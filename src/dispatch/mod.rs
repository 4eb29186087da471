use crate::command::{ActionKind, ParsedCommand};
use serde::{Deserialize, Serialize};
use std::{sync::Arc, time::Duration};
use tokio::sync::Mutex;
use tracing::{debug, info, warn};

#[derive(Debug, Clone, Copy, PartialEq, Eq, Hash, Serialize, Deserialize)]
#[serde(rename_all = "camelCase")]
pub enum MediaOp {
    Play,
    Pause,
    Replay,
}

#[derive(Debug, Clone, PartialEq, Eq, Hash, Serialize, Deserialize)]
#[serde(tag = "kind", content = "id", rename_all = "camelCase")]
pub enum SurfaceTarget {
    Field(String),
    Control(String),
    Route(String),
    Media,
    Session,
}

/// The UI the assistant drives. Shared with the human user: implementations
/// must answer eligibility from current state and never block on it.
pub trait ActionSurface: Send + Sync {
    /// Whether `target` is currently present and enabled.
    fn is_eligible(&self, target: &SurfaceTarget) -> bool;
    fn navigate(&self, route: &str) -> bool;
    fn fill_field(&self, field_id: &str, text: &str) -> bool;
    fn click_control(&self, control_id: &str) -> bool;
    fn control_media(&self, op: MediaOp) -> bool;
    fn end_session(&self) -> bool;
}

/// Asks the user before a command flagged `requires_confirmation` runs.
/// Called on the blocking pool, so implementations may wait on a prompt.
pub trait ConfirmationGate: Send + Sync {
    fn confirm(&self, command: &ParsedCommand, prompt: &str) -> bool;
}

#[derive(Debug, Clone, Copy, PartialEq, Eq, Serialize, Deserialize)]
#[serde(rename_all = "camelCase")]
pub enum SkipReason {
    Ineligible,
    Declined,
    Unsupported,
    Busy,
}

#[derive(Debug, Clone, PartialEq, Eq, Serialize, Deserialize)]
#[serde(tag = "outcome", rename_all = "camelCase")]
pub enum DispatchOutcome {
    Executed { targets: Vec<String> },
    Skipped { reason: SkipReason },
    ConfirmationRequired,
}

impl DispatchOutcome {
    pub fn is_executed(&self) -> bool {
        matches!(self, DispatchOutcome::Executed { .. })
    }

    fn from_targets(targets: Vec<String>) -> Self {
        if targets.is_empty() {
            DispatchOutcome::Skipped {
                reason: SkipReason::Ineligible,
            }
        } else {
            DispatchOutcome::Executed { targets }
        }
    }
}

#[derive(Debug, Clone, Copy, PartialEq, Eq, Serialize, Deserialize)]
#[serde(rename_all = "camelCase")]
pub enum NavigationState {
    Idle,
    Navigating,
}

/// Control and route ids the dispatcher addresses on the surface.
#[derive(Debug, Clone, PartialEq, Eq, Serialize, Deserialize)]
#[serde(default, rename_all = "camelCase")]
pub struct SurfaceLayout {
    pub email_fields: Vec<String>,
    pub password_fields: Vec<String>,
    pub confirm_password_fields: Vec<String>,
    pub login_button: String,
    pub register_button: String,
    pub capture_button: String,
    pub upload_button: String,
    pub login_route: String,
    pub register_route: String,
    pub camera_route: String,
}

impl Default for SurfaceLayout {
    fn default() -> Self {
        Self {
            email_fields: vec!["loginEmail".to_string(), "regEmail".to_string()],
            password_fields: vec!["loginPassword".to_string(), "regPassword".to_string()],
            confirm_password_fields: vec!["regPassword2".to_string()],
            login_button: "loginBtn".to_string(),
            register_button: "registerBtn".to_string(),
            capture_button: "captureBtn".to_string(),
            upload_button: "uploadBtn".to_string(),
            login_route: "login".to_string(),
            register_route: "register".to_string(),
            camera_route: "camera".to_string(),
        }
    }
}

impl SurfaceLayout {
    fn all_fields(&self) -> impl Iterator<Item = &String> {
        self.email_fields
            .iter()
            .chain(self.password_fields.iter())
            .chain(self.confirm_password_fields.iter())
    }
}

pub struct CommandDispatcher {
    surface: Arc<dyn ActionSurface>,
    layout: SurfaceLayout,
    gate: Option<Arc<dyn ConfirmationGate>>,
    capture_settle: Duration,
    navigation: Mutex<NavigationState>,
}

impl CommandDispatcher {
    pub fn new(surface: Arc<dyn ActionSurface>, layout: SurfaceLayout) -> Self {
        Self {
            surface,
            layout,
            gate: None,
            capture_settle: Duration::from_millis(1_500),
            navigation: Mutex::new(NavigationState::Idle),
        }
    }

    pub fn with_confirmation_gate(mut self, gate: Arc<dyn ConfirmationGate>) -> Self {
        self.gate = Some(gate);
        self
    }

    pub fn with_capture_settle(mut self, settle: Duration) -> Self {
        self.capture_settle = settle;
        self
    }

    pub fn with_layout(mut self, layout: SurfaceLayout) -> Self {
        self.layout = layout;
        self
    }

    pub fn layout(&self) -> &SurfaceLayout {
        &self.layout
    }

    pub async fn navigation_state(&self) -> NavigationState {
        *self.navigation.lock().await
    }

    pub async fn dispatch(&self, command: &ParsedCommand) -> DispatchOutcome {
        if command.requires_confirmation {
            let Some(gate) = self.gate.clone() else {
                return DispatchOutcome::ConfirmationRequired;
            };
            let prompt = confirmation_prompt(command.action_kind);
            let pending = command.clone();
            let confirmed = tokio::task::spawn_blocking(move || gate.confirm(&pending, prompt))
                .await
                .unwrap_or_else(|err| {
                    warn!(error = %err, "confirmation prompt failed");
                    false
                });
            if !confirmed {
                info!(action = ?command.action_kind, "confirmation declined");
                return DispatchOutcome::Skipped {
                    reason: SkipReason::Declined,
                };
            }
        }
        self.execute(command).await
    }

    /// Runs a command whose confirmation was obtained out of band.
    pub async fn dispatch_confirmed(&self, command: &ParsedCommand) -> DispatchOutcome {
        self.execute(command).await
    }

    async fn execute(&self, command: &ParsedCommand) -> DispatchOutcome {
        let text = command.parameter("text").unwrap_or_default();
        let outcome = match command.action_kind {
            ActionKind::FillEmail => self.fill_each(&self.layout.email_fields, text),
            ActionKind::FillPassword => self.fill_each(&self.layout.password_fields, text),
            ActionKind::FillConfirmPassword => {
                self.fill_each(&self.layout.confirm_password_fields, text)
            }
            ActionKind::ClearForm => {
                let fields = self.layout.all_fields().cloned().collect::<Vec<_>>();
                self.fill_each(&fields, "")
            }
            ActionKind::SubmitForm => self.click_first(&[
                self.layout.login_button.as_str(),
                self.layout.register_button.as_str(),
            ]),
            ActionKind::SubmitLogin => self.click_first(&[self.layout.login_button.as_str()]),
            ActionKind::CreateAccount => {
                self.click_first(&[self.layout.register_button.as_str()])
            }
            ActionKind::UploadImage => self.click_first(&[self.layout.upload_button.as_str()]),
            ActionKind::CapturePhoto => self.capture().await,
            ActionKind::NavigateLogin => self.navigate(&self.layout.login_route).await,
            ActionKind::NavigateRegister => self.navigate(&self.layout.register_route).await,
            ActionKind::NavigateCamera => self.navigate(&self.layout.camera_route).await,
            ActionKind::PlayAudio => self.media(MediaOp::Play),
            ActionKind::PauseAudio => self.media(MediaOp::Pause),
            ActionKind::ReplayAudio => self.media(MediaOp::Replay),
            ActionKind::EndSession => self.end_session().await,
            ActionKind::StopListening | ActionKind::ShowHelp | ActionKind::Unknown => {
                DispatchOutcome::Skipped {
                    reason: SkipReason::Unsupported,
                }
            }
        };
        debug!(action = ?command.action_kind, ?outcome, "dispatch finished");
        outcome
    }

    /// Fills every eligible field; ineligible ones are skipped silently.
    fn fill_each(&self, field_ids: &[String], text: &str) -> DispatchOutcome {
        let targets = field_ids
            .iter()
            .filter(|id| self.surface.is_eligible(&SurfaceTarget::Field((*id).clone())))
            .filter(|id| self.surface.fill_field(id, text))
            .cloned()
            .collect::<Vec<_>>();
        DispatchOutcome::from_targets(targets)
    }

    fn click_first(&self, control_ids: &[&str]) -> DispatchOutcome {
        let clicked = control_ids
            .iter()
            .find(|id| self.surface.is_eligible(&SurfaceTarget::Control((**id).to_string())))
            .filter(|id| self.surface.click_control(id))
            .map(|id| vec![(*id).to_string()])
            .unwrap_or_default();
        DispatchOutcome::from_targets(clicked)
    }

    fn media(&self, op: MediaOp) -> DispatchOutcome {
        if !self.surface.is_eligible(&SurfaceTarget::Media) || !self.surface.control_media(op) {
            return DispatchOutcome::from_targets(Vec::new());
        }
        DispatchOutcome::Executed {
            targets: vec![format!("media:{}", media_label(op))],
        }
    }

    async fn navigate(&self, route: &str) -> DispatchOutcome {
        if !self.surface.is_eligible(&SurfaceTarget::Route(route.to_string())) {
            return DispatchOutcome::from_targets(Vec::new());
        }
        let Some(_navigating) = self.begin_navigation().await else {
            return DispatchOutcome::Skipped {
                reason: SkipReason::Busy,
            };
        };
        let navigated = self.surface.navigate(route);
        self.end_navigation().await;
        if navigated {
            DispatchOutcome::Executed {
                targets: vec![format!("route:{route}")],
            }
        } else {
            DispatchOutcome::from_targets(Vec::new())
        }
    }

    async fn end_session(&self) -> DispatchOutcome {
        if !self.surface.is_eligible(&SurfaceTarget::Session) {
            return DispatchOutcome::from_targets(Vec::new());
        }
        let Some(_navigating) = self.begin_navigation().await else {
            return DispatchOutcome::Skipped {
                reason: SkipReason::Busy,
            };
        };
        let ended = self.surface.end_session();
        self.end_navigation().await;
        if ended {
            DispatchOutcome::Executed {
                targets: vec!["session".to_string()],
            }
        } else {
            DispatchOutcome::from_targets(Vec::new())
        }
    }

    /// Clicks capture when visible; otherwise opens the camera page first and
    /// waits for it to settle.
    async fn capture(&self) -> DispatchOutcome {
        let capture = SurfaceTarget::Control(self.layout.capture_button.clone());
        if self.surface.is_eligible(&capture) {
            return self.click_first(&[self.layout.capture_button.as_str()]);
        }

        let route = self.layout.camera_route.clone();
        if !self.surface.is_eligible(&SurfaceTarget::Route(route.clone())) {
            return DispatchOutcome::from_targets(Vec::new());
        }
        let Some(_navigating) = self.begin_navigation().await else {
            return DispatchOutcome::Skipped {
                reason: SkipReason::Busy,
            };
        };
        if !self.surface.navigate(&route) {
            self.end_navigation().await;
            return DispatchOutcome::from_targets(Vec::new());
        }
        tokio::time::sleep(self.capture_settle).await;
        self.end_navigation().await;

        let mut targets = vec![format!("route:{route}")];
        if self.surface.is_eligible(&capture)
            && self.surface.click_control(&self.layout.capture_button)
        {
            targets.push(self.layout.capture_button.clone());
        }
        DispatchOutcome::Executed { targets }
    }

    async fn begin_navigation(&self) -> Option<NavigationState> {
        let mut state = self.navigation.lock().await;
        if *state == NavigationState::Navigating {
            return None;
        }
        *state = NavigationState::Navigating;
        Some(NavigationState::Navigating)
    }

    async fn end_navigation(&self) {
        *self.navigation.lock().await = NavigationState::Idle;
    }
}

fn media_label(op: MediaOp) -> &'static str {
    match op {
        MediaOp::Play => "play",
        MediaOp::Pause => "pause",
        MediaOp::Replay => "replay",
    }
}

fn confirmation_prompt(kind: ActionKind) -> &'static str {
    match kind {
        ActionKind::EndSession => "¿Cerrar la sesión?",
        _ => "¿Confirmar la acción?",
    }
}
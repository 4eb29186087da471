use serde::{Deserialize, Serialize};
use std::{
    sync::{Arc, Mutex},
    time::{Duration, Instant},
};
use tracing::trace;

#[derive(Debug, Clone, Copy, PartialEq, Eq, Hash, Serialize, Deserialize)]
#[serde(rename_all = "camelCase")]
pub enum FeedbackCue {
    Listening,
    Executed,
    Unrecognized,
    Error,
}

pub trait CuePlayer: Send + Sync {
    fn play(&self, cue: FeedbackCue);
}

#[derive(Debug, Default, Clone, Copy)]
pub struct SilentCuePlayer;

impl CuePlayer for SilentCuePlayer {
    fn play(&self, _cue: FeedbackCue) {}
}

/// Short audible cues with a shared cooldown so rapid cycles do not overlap
/// playback. Only the cue is dropped; the command that caused it still runs.
pub struct FeedbackCues {
    player: Arc<dyn CuePlayer>,
    cooldown: Duration,
    last_played: Mutex<Option<Instant>>,
}

impl FeedbackCues {
    pub fn new(player: Arc<dyn CuePlayer>, cooldown: Duration) -> Self {
        Self {
            player,
            cooldown,
            last_played: Mutex::new(None),
        }
    }

    pub fn silent() -> Self {
        Self::new(Arc::new(SilentCuePlayer), Duration::ZERO)
    }

    /// Returns whether the cue was played.
    pub fn play(&self, cue: FeedbackCue) -> bool {
        let Ok(mut last_played) = self.last_played.lock() else {
            return false;
        };
        let now = Instant::now();
        if last_played.is_some_and(|at| now.duration_since(at) < self.cooldown) {
            trace!(?cue, "feedback cue suppressed by cooldown");
            return false;
        }
        *last_played = Some(now);
        drop(last_played);
        self.player.play(cue);
        true
    }
}
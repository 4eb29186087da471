use std::process::ExitCode;
use tracing_subscriber::EnvFilter;

#[tokio::main]
async fn main() -> ExitCode {
    // Stdout carries the JSON event stream; diagnostics go to stderr.
    tracing_subscriber::fmt()
        .with_writer(std::io::stderr)
        .with_env_filter(
            EnvFilter::try_from_default_env().unwrap_or_else(|_| EnvFilter::new("info")),
        )
        .init();

    match visionvoice_core_lib::console::run().await {
        Ok(()) => ExitCode::SUCCESS,
        Err(err) => {
            tracing::error!(error = %err, "visionvoice exited with error");
            ExitCode::FAILURE
        }
    }
}
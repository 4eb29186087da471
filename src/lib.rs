pub mod audio;
pub mod capture;
pub mod command;
pub mod console;
pub mod dispatch;
pub mod feedback;
pub mod hotkey;
pub mod permissions;
pub mod settings;
pub mod state;
pub mod transcript;
pub mod transcription;

pub use state::{
    Availability, ControllerError, VoiceEvent, VoiceEventKind, VoiceEventPayload,
    VoiceHudState, VoiceSessionController, VoiceSnapshot,
};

________________

- _ABOUT THIS EXERCISE_: Read through the entries and copy each line in which "info" appears.

- _SOLVED EXERCISE_:
use tracing::{debug, info, warn};
                info!(action = ?command.action_kind, "confirmation declined");
            EnvFilter::try_from_default_env().unwrap_or_else(|_| EnvFilter::new("info")),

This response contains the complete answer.